I know the world can become small when you’re living on the Island. I know many of you live here because you cherish this community and the peacefulness that comes with it. It is an incredibly special place. On Martha’s Vineyard, time seems to slow down. You can feel as though you’ve been transported back to the days of Andy Griffith and Barney Fife. I know this is a special place — I know you don’t want to lose that.
But the way some of the opposition talks — it makes my heart drop; this is not homophobia, racism, xenophobia, or war. This is not famine, hatred, or violence. This is not Walmart. This is not slave labor or the dark side of capitalism. This is not wage inequality, the glass ceiling, or the revolving door.
I know what makes this place so beautiful is that at times we can feel separate from those hardships. I see your fear. I know many of you have been here for generations. I know many of you have worked to create this little utopia off the coast. I know this place is not inherently free of the dark nature of humanity. I know it has been built that way — built by you. I understand being cautious not to lose that. But please, look at the way you speak. Do not forget the amount of privilege we have to be here. Do not forget that others use the language you have to describe extreme poverty, violent attacks, genocide.
This is why we need the film festival — because it is not enough to create a safe space for ourselves, and lose perspective on the rest of humanity’s suffering and hardship. It is not enough, in this complex and tough world, to relish privilege. The MVFF is not a movie theater. It is an opportunity for those with power to see the faces of those without. The MVFF brings rape survivors, victims of police brutality, those who are living in poverty, those who are living in war. The MVFF gives a voice to people and communities who are facing bigger dilemmas than a new building. It allows these people to be seen and heard by the rich, famous, powerful, and privileged. It allows us to use our status in society for something outside of this Island. It allows us to engage our privilege in a powerful way without having to abandon safety.

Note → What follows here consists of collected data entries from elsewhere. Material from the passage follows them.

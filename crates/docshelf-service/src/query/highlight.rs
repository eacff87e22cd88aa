//! Search-term highlighting for file names.

use serde::{Deserialize, Serialize};

use super::search::SearchTerms;

/// A run of text that either matched a search token or did not.
#[derive(Debug, Clone, PartialEq, Eq, Serialize, Deserialize)]
#[serde(rename_all = "camelCase")]
pub struct HighlightSegment {
    /// The text of this run, in its original casing.
    pub text: String,
    /// Whether the run matched a search token.
    pub matched: bool,
}

impl HighlightSegment {
    fn new(text: String, matched: bool) -> Self {
        Self { text, matched }
    }
}

/// Split `text` into alternating matched / unmatched segments.
///
/// Tokens come from [`SearchTerms::parse`], so matching is
/// case-insensitive and overlapping or adjacent hits collapse into one
/// segment. A blank search yields the whole text as a single unmatched
/// segment; empty text yields no segments.
pub fn highlight(text: &str, search: &str) -> Vec<HighlightSegment> {
    let terms = SearchTerms::parse(search);
    if text.is_empty() {
        return Vec::new();
    }
    if terms.is_empty() {
        return vec![HighlightSegment::new(text.to_string(), false)];
    }

    let chars: Vec<char> = text.chars().collect();
    let lowered = fold_per_char(text, &chars);

    let mut marks = vec![false; chars.len()];
    for token in terms.tokens() {
        for start in 0..chars.len() {
            if let Some(end) = match_at(&lowered, start, token) {
                marks[start..end].iter_mut().for_each(|m| *m = true);
            }
        }
    }

    let mut segments: Vec<HighlightSegment> = Vec::new();
    for (c, matched) in chars.into_iter().zip(marks) {
        match segments.last_mut() {
            Some(last) if last.matched == matched => last.text.push(c),
            _ => segments.push(HighlightSegment::new(c.to_string(), matched)),
        }
    }
    segments
}

/// Lower-case `text` as a whole (as search matching does) and split the
/// result back into one piece per original char.
///
/// Whole-string lower-casing is context sensitive (a word-final `Σ` becomes
/// `ς`), but never changes how many chars each original char expands to.
fn fold_per_char(text: &str, chars: &[char]) -> Vec<String> {
    let folded = text.to_lowercase();
    let mut folded_chars = folded.chars();
    chars
        .iter()
        .map(|c| folded_chars.by_ref().take(c.to_lowercase().count()).collect())
        .collect()
}

/// End index (exclusive) if `token` matches the lowered chars starting at `start`.
fn match_at(lowered: &[String], start: usize, token: &str) -> Option<usize> {
    let mut acc = String::new();
    for (offset, piece) in lowered[start..].iter().enumerate() {
        acc.push_str(piece);
        if acc == token {
            return Some(start + offset + 1);
        }
        if !token.starts_with(acc.as_str()) {
            return None;
        }
    }
    None
}
//! Single-request file upload.

use std::sync::Arc;

use bytes::Bytes;
use tracing::{info, warn};

use docshelf_core::config::UploadConfig;
use docshelf_core::error::AppError;
use docshelf_core::format::format_file_size;
use docshelf_core::result::AppResult;
use docshelf_core::traits::BlobStore;
use docshelf_core::types::TagId;
use docshelf_entity::document::{DocumentRecord, FileFormat};

use super::service::{
    blob_key, ensure_extension_allowed, ensure_name_available, validate_file_name,
};
use crate::DocumentStore;
use crate::context::RequestContext;
use crate::tag::TagService;

/// An uploaded file as received by the HTTP layer.
#[derive(Debug, Clone)]
pub struct UploadRequest {
    /// Client-supplied file name; any directory part is dropped.
    pub file_name: String,
    /// Client-supplied content type.
    pub mime_type: Option<String>,
    /// File content bytes.
    pub data: Bytes,
    /// Tags to attach.
    pub tag_ids: Vec<TagId>,
}

/// Validates uploads, stores their bytes and records them.
#[derive(Clone)]
pub struct UploadService {
    /// Document repository.
    documents: Arc<DocumentStore>,
    /// File contents.
    blobs: Arc<dyn BlobStore>,
    /// Tag lookups.
    tags: Arc<TagService>,
    /// Size and extension limits.
    config: UploadConfig,
}

impl std::fmt::Debug for UploadService {
    fn fmt(&self, f: &mut std::fmt::Formatter<'_>) -> std::fmt::Result {
        f.debug_struct("UploadService").finish()
    }
}

impl UploadService {
    /// Creates a new upload service.
    pub fn new(
        documents: Arc<DocumentStore>,
        blobs: Arc<dyn BlobStore>,
        tags: Arc<TagService>,
        config: UploadConfig,
    ) -> Self {
        Self {
            documents,
            blobs,
            tags,
            config,
        }
    }

    /// Uploads a file and returns the new record.
    ///
    /// Checks run cheapest first: name, extension, size, name collision,
    /// tags. Nothing is stored unless all of them pass.
    pub async fn upload(&self, ctx: &RequestContext, req: UploadRequest) -> AppResult<DocumentRecord> {
        let file_name = validate_file_name(base_name(&req.file_name))?;

        ensure_extension_allowed(&self.config, &file_name)?;

        let size = req.data.len() as u64;
        if size > self.config.max_file_size_bytes {
            return Err(AppError::payload_too_large(format!(
                "File size {} exceeds the limit of {}",
                format_file_size(size),
                format_file_size(self.config.max_file_size_bytes)
            )));
        }

        ensure_name_available(self.documents.as_ref(), &file_name, None).await?;
        let tags = self.tags.resolve(&req.tag_ids).await?;

        let mime_type = req.mime_type.filter(|m| !m.trim().is_empty());
        let mut doc = DocumentRecord::new(file_name, size, ctx.user_id);
        doc.file_format = FileFormat::detect(&doc.file_name, mime_type.as_deref());
        doc.mime_type = mime_type;
        doc.uploaded_at = ctx.request_time;
        doc.set_tags(tags, ctx.request_time);

        let key = blob_key(&doc.id);
        self.blobs.put(&key, req.data).await?;
        let doc = match self.documents.insert(doc).await {
            Ok(doc) => doc,
            Err(e) => {
                if let Err(cleanup) = self.blobs.delete(&key).await {
                    warn!(key = %key, error = %cleanup, "Failed to drop orphaned blob");
                }
                return Err(e);
            }
        };

        info!(
            document_id = %doc.id,
            file_name = %doc.file_name,
            size = doc.file_size,
            user_id = %ctx.user_id,
            "File uploaded"
        );
        Ok(doc)
    }
}

/// Last path component of a client-supplied name (browsers may send either separator).
fn base_name(raw: &str) -> &str {
    raw.rsplit(['/', '\\']).next().unwrap_or(raw)
}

The perspective we’ve lost in this debate is the same reason we need the MVFF. Please take a step back and see this is not a hostile takeover, this is not profoundly disturbing. This is a nonprofit organization run by members of our community. This is an organization that provides reliable employment for our neighbors. This is an organization that gives children growing up all over the Island an opportunity to find their voice in the most prevalent medium of the modern era. This is an attempt at outdoor screenings, free community classes, sustainable agriculture, and affordable nutrition.
Talk and debate. Look for a middle ground — a compromise. Remember that while the scale may frustrate or scare you, the ability to stand here and debate, the comfort it must take, is privilege. Realize that to have the energy for this discussion is a result of privilege. Many in this world don’t have the power to engage with issues like this, because of formal structures, but more notably because they are too busy trying to think of what to eat, trying to find a safe route to walk home from school, trying to afford clothes, books, food.
I’m not saying your concerns aren’t valid. I’m not saying because you have power in this world, you can’t be upset. I am not asking you to lose your passion for this place, because I know Martha’s Vineyard is special and sacred — and know you have worked to make it that way. All I’m asking is that you reframe this debate. This is not worth the level of hate it is provoking. This is not war. This is not violence. This is not an attack. This is not a hostile takeover, and this is certainly not profoundly disturbing.